Tying returns to IDs helps Finish Line reduce shrink

Over a 90-day period, a single individual returned products 40 times to a large retail chain. The dollar amount of products returned was more than the dollar amount this individual had purchased, analysis later determined.

In a similar scenario at another chain, a fraudster purchased 262 items and returned 183 items within a 12-month period. Again, the returns ($10,485) totaled more than the purchases ($8,643). Analysis later showed that the items were kept an average of 12 days and that, while the average purchase was $32.99, the average return totaled $58.90.

In a third incident at yet another chain, two individuals returned merchandise worth $1,851 to three different stores within a three-hour period.

Returns fraud and abuse cost retailers an estimated $15.5 billion in 2007, according to the findings of two surveys conducted last year among retail loss prevention executives. One study was done in the spring by the Gainesville, Fla.-based Loss Prevention Research Council (LPRC), the other was conducted in the fall by NRF.

What often makes it difficult to detect returns fraud is the lack of a uniform process for authorizing a return. All three of the incidents cited above were flagged after the retailers began implementing an automated return authorization program that uses statistical modeling to detect the abnormalities that point to possible fraud.

“Large chains have many stores and many cashiers individually making returns decisions,” says Tom Rittman, vice president of marketing for Irvine, Calif.-based The Retail Equation, which sponsored the LPRC study. “But retailers using a return authorization program can automatically and very quickly examine all return transactions and identify people who fall outside the norm on a returns score.

“As soon as someone falls [outside the retailer-defined definition] of normalcy, whether it’s measured in dollars or numbers of returns, we can identify it and electronically send the cashier a message to decline the return,” Rittman says.

Because a return transaction can be one of the most sensitive interactions between store employees and customers, a return authorization program can make the process easier for those “good” customers who typically account for 99 percent of all transactions. Such a process makes it easier for a cashier directed by the program to decline a return to tell a customer, “I’m sorry, but our system says this return cannot be authorized.” The cashier can give the customer a number to call to learn why the return was declined and to appeal the process, if they choose.

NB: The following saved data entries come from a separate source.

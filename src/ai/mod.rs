// src/ai/mod.rs
// Scoring oracle seam. The pipeline depends only on the request/response
// shape here, never on a specific vendor's API. Results are cached by the
// pair content signature so repeated runs over unchanged data skip the
// external call entirely.

pub mod http;
pub mod stub;

use async_trait::async_trait;
use log::{debug, info, warn};
use lru::LruCache;
use serde::{Deserialize, Serialize};
use std::num::NonZeroUsize;
use std::sync::atomic::{AtomicUsize, Ordering};
use std::sync::Arc;
use std::time::Duration;
use thiserror::Error;
use tokio::sync::Mutex;

use crate::config::DedupeConfig;
use crate::models::{AiJudgment, EntityRecord, EntityType};
use crate::signature::pair_signature;

/// Wire shape of a scoring request. Provider adapters serialize this as-is.
#[derive(Debug, Clone, Serialize, Deserialize)]
pub struct OracleRequest {
    pub entity_a: EntityRecord,
    pub entity_b: EntityRecord,
    pub entity_type: EntityType,
    pub context: String,
}

/// Failures surfaced by an oracle. There is deliberately no variant that
/// carries a default score: an unavailable oracle degrades the pair, it
/// never fabricates a judgment.
#[derive(Debug, Error)]
pub enum ScoringError {
    #[error("scoring request timed out after {0:?}")]
    Timeout(Duration),
    #[error("provider error ({status}): {message}")]
    Provider {
        status: u16,
        message: String,
        retryable: bool,
    },
    #[error("provider quota exhausted")]
    QuotaExhausted,
    #[error("provider authentication failed")]
    Auth,
    #[error("malformed provider response: {0}")]
    MalformedResponse(String),
    #[error("transport failure: {0}")]
    Transport(String),
}

impl ScoringError {
    /// Worth another attempt with backoff.
    pub fn is_transient(&self) -> bool {
        match self {
            ScoringError::Timeout(_) | ScoringError::Transport(_) => true,
            ScoringError::Provider { retryable, .. } => *retryable,
            _ => false,
        }
    }

    /// Persistent quota/auth failure: fail fast for the whole batch
    /// rather than retrying pair by pair.
    pub fn is_batch_fatal(&self) -> bool {
        matches!(self, ScoringError::QuotaExhausted | ScoringError::Auth)
    }
}

#[async_trait]
pub trait ScoringOracle: Send + Sync {
    async fn analyze(&self, request: &OracleRequest) -> Result<AiJudgment, ScoringError>;

    fn name(&self) -> &'static str;
}

fn validate_judgment(judgment: AiJudgment) -> Result<AiJudgment, ScoringError> {
    if !judgment.confidence_score.is_finite() {
        return Err(ScoringError::MalformedResponse(
            "confidence score is not a finite number".to_string(),
        ));
    }
    if !(0.0..=100.0).contains(&judgment.confidence_score) {
        return Err(ScoringError::MalformedResponse(format!(
            "confidence score {} outside 0-100",
            judgment.confidence_score
        )));
    }
    Ok(judgment)
}

/// Rate-limited, retrying, caching front for a scoring oracle.
pub struct AiScorer {
    oracle: Arc<dyn ScoringOracle>,
    cache: Mutex<LruCache<String, AiJudgment>>,
    cache_hits: AtomicUsize,
    calls_made: AtomicUsize,
    max_attempts: u32,
    backoff: Duration,
    call_timeout: Duration,
}

impl AiScorer {
    pub fn new(oracle: Arc<dyn ScoringOracle>, config: &DedupeConfig) -> Self {
        let capacity = NonZeroUsize::new(config.ai_cache_size.max(1))
            .unwrap_or(NonZeroUsize::MIN);
        Self {
            oracle,
            cache: Mutex::new(LruCache::new(capacity)),
            cache_hits: AtomicUsize::new(0),
            calls_made: AtomicUsize::new(0),
            max_attempts: config.oracle_max_attempts.max(1),
            backoff: Duration::from_millis(config.oracle_backoff_ms),
            call_timeout: Duration::from_secs(config.oracle_timeout_secs),
        }
    }

    pub fn cache_hits(&self) -> usize {
        self.cache_hits.load(Ordering::Relaxed)
    }

    pub fn calls_made(&self) -> usize {
        self.calls_made.load(Ordering::Relaxed)
    }

    /// Analyze one pair, cache-first. Transient failures are retried with
    /// exponential backoff up to the configured attempt count; quota and
    /// auth failures surface immediately.
    pub async fn analyze_pair(
        &self,
        a: &EntityRecord,
        b: &EntityRecord,
        context: &str,
    ) -> Result<AiJudgment, ScoringError> {
        let cache_key = pair_signature(a, b);
        {
            let mut cache = self.cache.lock().await;
            if let Some(judgment) = cache.get(&cache_key) {
                self.cache_hits.fetch_add(1, Ordering::Relaxed);
                debug!("AI: cache hit for pair ({}, {})", a.id, b.id);
                return Ok(judgment.clone());
            }
        }

        let request = OracleRequest {
            entity_a: a.clone(),
            entity_b: b.clone(),
            entity_type: a.entity_type,
            context: context.to_string(),
        };

        let mut last_error = None;
        for attempt in 1..=self.max_attempts {
            self.calls_made.fetch_add(1, Ordering::Relaxed);
            let outcome = tokio::time::timeout(self.call_timeout, self.oracle.analyze(&request))
                .await
                .unwrap_or(Err(ScoringError::Timeout(self.call_timeout)));

            match outcome {
                Ok(judgment) => {
                    let judgment = validate_judgment(judgment)?;
                    let mut cache = self.cache.lock().await;
                    cache.put(cache_key, judgment.clone());
                    return Ok(judgment);
                }
                Err(e) if e.is_transient() && attempt < self.max_attempts => {
                    let delay = self.backoff * 2u32.pow(attempt - 1);
                    warn!(
                        "AI: attempt {}/{} for pair ({}, {}) failed ({}), retrying in {:?}",
                        attempt, self.max_attempts, a.id, b.id, e, delay
                    );
                    tokio::time::sleep(delay).await;
                    last_error = Some(e);
                }
                Err(e) => return Err(e),
            }
        }
        Err(last_error.unwrap_or_else(|| ScoringError::Transport("retries exhausted".to_string())))
    }
}

/// Select the oracle implementation from configuration. `DEDUPE_ORACLE`
/// chooses `http` (default when an endpoint is configured) or `stub`.
pub fn oracle_from_env(config: &DedupeConfig) -> anyhow::Result<Arc<dyn ScoringOracle>> {
    let choice = std::env::var("DEDUPE_ORACLE").unwrap_or_else(|_| {
        if std::env::var("DEDUPE_ORACLE_URL").is_ok() {
            "http".to_string()
        } else {
            "stub".to_string()
        }
    });
    let oracle: Arc<dyn ScoringOracle> = match choice.as_str() {
        "http" => Arc::new(http::HttpScoringOracle::from_env(config)?),
        "stub" => Arc::new(stub::StubOracle::new()),
        other => anyhow::bail!("unknown oracle implementation '{}'", other),
    };
    info!("Scoring oracle selected: {}", oracle.name());
    Ok(oracle)
}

2009-02-LPiEdit01-indexasp-img1.jpg“By making it easy for customers to appeal a decline, management is able to provide a consistently high level of service,” says Mike Smith, senior vice president of loss prevention for Finish Line, a chain of 700-plus specialty stores that operate under the Finish Line and Man Alive banners.

The system “takes pressure off the cashiers when they have to decline a return and also makes it possible for us to have one consistent returns process applied evenly throughout our stores.”

Finish Line was scrupulous in selecting a returns software application that was easy for employees to use and easy for customers to understand. “We were most impressed by The Retail Equation,” Smith says. “We liked the extent of their history with their product, as well as their list of retail customers that were using it.”